From the Floor Up

How Do Consumers Really Feel about Smart Homes?

Posted by Daltile Team on Nov 23, 2016 10:30:00 AM

There’s lots of hype surrounding smart technologies in the home, so how do consumers really feel about it? The short answer is, they are afraid of it. Therefore, they are reluctant to invest in smart features.

smart home thermostatThe long answer gives a better view into why homeowners feel the way they do and that it’s just a matter of education and information to overcome that fear.

BUILDER magazine recently spoke to Trevor Lambert of Vivint Smart Home who had some real answers about consumers. He offered three of the most common concerns homeowners have when it comes to smart homes.

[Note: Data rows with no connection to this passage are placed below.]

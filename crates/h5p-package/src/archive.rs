//! # Archive Access
//!
//! The validator never touches the zip format directly. It sees a
//! [`PackageArchive`]: a flat list of [`ArchiveEntry`] records plus a way
//! to stream one entry's bytes. [`ZipPackage`] is the production adapter.

use std::io::{self, Read, Seek};

use zip::result::ZipError;
use zip::ZipArchive;

/// One entry of a package archive.
#[derive(Debug, Clone, PartialEq, Eq)]
pub struct ArchiveEntry {
    /// Path inside the archive, `/`-separated.
    pub path: String,
    /// Whether the entry is a directory record.
    pub is_directory: bool,
    /// Declared uncompressed size in bytes.
    pub uncompressed_size: u64,
}

impl ArchiveEntry {
    /// Create a file entry.
    pub fn file(path: impl Into<String>, uncompressed_size: u64) -> Self {
        Self {
            path: path.into(),
            is_directory: false,
            uncompressed_size,
        }
    }

    /// Last path segment.
    pub fn base_name(&self) -> &str {
        let trimmed = self.path.trim_end_matches('/');
        trimmed.rsplit('/').next().unwrap_or(trimmed)
    }

    /// Lowercased extension of the base name, `None` if there is none.
    pub fn extension(&self) -> Option<String> {
        let base = self.base_name();
        match base.rsplit_once('.') {
            Some((stem, ext)) if !stem.is_empty() && !ext.is_empty() => {
                Some(ext.to_ascii_lowercase())
            }
            _ => None,
        }
    }

    /// First path segment when the entry lives inside a directory.
    pub fn top_level_dir(&self) -> Option<&str> {
        self.path.split_once('/').map(|(dir, _)| dir)
    }

    /// Hidden entries (`.name`) and private entries (`_name`) are skipped
    /// by every check after the size limits.
    pub fn is_ignored(&self) -> bool {
        self.is_directory || self.base_name().starts_with(['.', '_'])
    }
}

/// Read access to an uploaded package.
pub trait PackageArchive {
    /// Every entry, in archive order.
    fn entries(&self) -> &[ArchiveEntry];

    /// Stream the bytes of one entry.
    fn open_entry(&mut self, path: &str) -> io::Result<Box<dyn Read + '_>>;

    /// Read one entry fully into memory.
    fn read_entry(&mut self, path: &str) -> io::Result<Vec<u8>> {
        let mut reader = self.open_entry(path)?;
        let mut buf = Vec::new();
        reader.read_to_end(&mut buf)?;
        Ok(buf)
    }
}

/// A zip-backed package.
pub struct ZipPackage<R> {
    archive: ZipArchive<R>,
    entries: Vec<ArchiveEntry>,
}

impl<R: Read + Seek> ZipPackage<R> {
    /// Parse the central directory. Entry data is not read here.
    pub fn new(reader: R) -> Result<Self, ZipError> {
        let mut archive = ZipArchive::new(reader)?;
        let mut entries = Vec::with_capacity(archive.len());
        for index in 0..archive.len() {
            let file = archive.by_index_raw(index)?;
            entries.push(ArchiveEntry {
                path: file.name().to_string(),
                is_directory: file.is_dir(),
                uncompressed_size: file.size(),
            });
        }
        Ok(Self { archive, entries })
    }
}

impl<R: Read + Seek> PackageArchive for ZipPackage<R> {
    fn entries(&self) -> &[ArchiveEntry] {
        &self.entries
    }

    fn open_entry(&mut self, path: &str) -> io::Result<Box<dyn Read + '_>> {
        let file = self.archive.by_name(path).map_err(zip_to_io)?;
        Ok(Box::new(file))
    }
}

impl<R> std::fmt::Debug for ZipPackage<R> {
    fn fmt(&self, f: &mut std::fmt::Formatter<'_>) -> std::fmt::Result {
        f.debug_struct("ZipPackage")
            .field("entries", &self.entries.len())
            .finish()
    }
}

fn zip_to_io(err: ZipError) -> io::Error {
    match err {
        ZipError::Io(e) => e,
        ZipError::FileNotFound => io::Error::new(io::ErrorKind::NotFound, "entry not found"),
        other => io::Error::new(io::ErrorKind::InvalidData, other),
    }
}

#[cfg(test)]
mod tests {
    use super::*;
    use proptest::prelude::*;
    use std::io::{Cursor, Write};
    use zip::write::SimpleFileOptions;
    use zip::ZipWriter;

    fn zip_bytes(files: &[(&str, &[u8])]) -> Vec<u8> {
        let mut writer = ZipWriter::new(Cursor::new(Vec::new()));
        for (name, data) in files {
            if name.ends_with('/') {
                writer.add_directory(*name, SimpleFileOptions::default()).unwrap();
            } else {
                writer.start_file(*name, SimpleFileOptions::default()).unwrap();
                writer.write_all(data).unwrap();
            }
        }
        writer.finish().unwrap().into_inner()
    }

    #[test]
    fn entry_helpers() {
        let entry = ArchiveEntry::file("H5P.Example-1.0/scripts/Example.JS", 10);
        assert_eq!(entry.base_name(), "Example.JS");
        assert_eq!(entry.extension().as_deref(), Some("js"));
        assert_eq!(entry.top_level_dir(), Some("H5P.Example-1.0"));
        assert!(!entry.is_ignored());
    }

    #[test]
    fn extensionless_and_hidden_entries() {
        assert_eq!(ArchiveEntry::file("content/README", 1).extension(), None);
        assert_eq!(ArchiveEntry::file("content/trailing.", 1).extension(), None);
        assert!(ArchiveEntry::file("content/.DS_Store", 1).is_ignored());
        assert!(ArchiveEntry::file("lib/_private.js", 1).is_ignored());
        assert_eq!(ArchiveEntry::file("h5p.json", 1).top_level_dir(), None);
    }

    #[test]
    fn zip_package_lists_entries_and_reads_data() {
        let bytes = zip_bytes(&[
            ("h5p.json", b"{}"),
            ("content/", b""),
            ("content/content.json", b"{\"a\":1}"),
        ]);
        let mut pkg = ZipPackage::new(Cursor::new(bytes)).unwrap();
        let paths: Vec<&str> = pkg.entries().iter().map(|e| e.path.as_str()).collect();
        assert_eq!(paths, vec!["h5p.json", "content/", "content/content.json"]);
        assert!(pkg.entries()[1].is_directory);
        assert_eq!(pkg.entries()[2].uncompressed_size, 7);
        assert_eq!(pkg.read_entry("content/content.json").unwrap(), b"{\"a\":1}");
    }

    #[test]
    fn missing_entry_is_not_found() {
        let bytes = zip_bytes(&[("h5p.json", b"{}")]);
        let mut pkg = ZipPackage::new(Cursor::new(bytes)).unwrap();
        let err = pkg.read_entry("nope.json").unwrap_err();
        assert_eq!(err.kind(), io::ErrorKind::NotFound);
    }

    #[test]
    fn garbage_is_not_a_zip() {
        assert!(ZipPackage::new(Cursor::new(b"definitely not a zip archive".to_vec())).is_err());
    }

    proptest! {
        #[test]
        fn extension_is_lowercased_suffix(
            dir in "[A-Za-z0-9.]{1,12}",
            stem in "[A-Za-z0-9-]{1,12}",
            ext in "[A-Za-z0-9]{1,6}"
        ) {
            let entry = ArchiveEntry::file(format!("{dir}/{stem}.{ext}"), 0);
            prop_assert_eq!(entry.extension(), Some(ext.to_ascii_lowercase()));
            prop_assert_eq!(entry.top_level_dir(), Some(dir.as_str()));
            prop_assert!(!entry.is_ignored());
        }
    }
}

  • Misunderstanding and lack of education are the biggest reason there is resistance to smart technology.
  • There are many choices in smart home technology, so many that it overwhelms consumers. They don’t know which ones to choose, which work with each other and which don’t, and what options will work best for their needs and wants.
  • Security is another biggie for consumers with smart technology. Sometimes these concerns are well founded—hacker’s accessing private info through a crock pot is a real thing. But as the technology gets better, these risks are lessening. Another factor is time. Technology and the people who use it have to take time to get to know one another before they feel comfortable.

Once consumers are properly educated, they are usually ready to dip a toe into the smart home. A great place to start is with a thermostat. These were some of the first smart products to hit the market and are well tested and developed. Plus they are champions of the first benefit smart homeowners get from this kind of technology.

  • Consumers want to know “how can I save money?” Luckily smart technology is great at saving the consumer money, especially thermostats. They’ll see electricity and other utility bills dropping and immediately see the bright side of automation. Conservation of energy and efficient usage of energy are also great benefits that naturally fit into this conversation.
  • Security is on the top concerns list, but it is also a top benefit. Most popular next to the thermostat is the camera doorbell. It offers a look at (and sometimes the ability to talk with) the person on the other side of the door without ever opening it, in fact, consumers don’t even have bo be at home to see who is or has been at their door.
  • One of the nicest things about smart technology is that it doesn’t have to be a huge front-end investment. Consumers can piece mail it as they go, adding more technology to the mix as needed.

The bottom line for smart home technology is understanding what the client needs and showing them how automation can transform their experience. Knowledge is power—or efficient power in this case.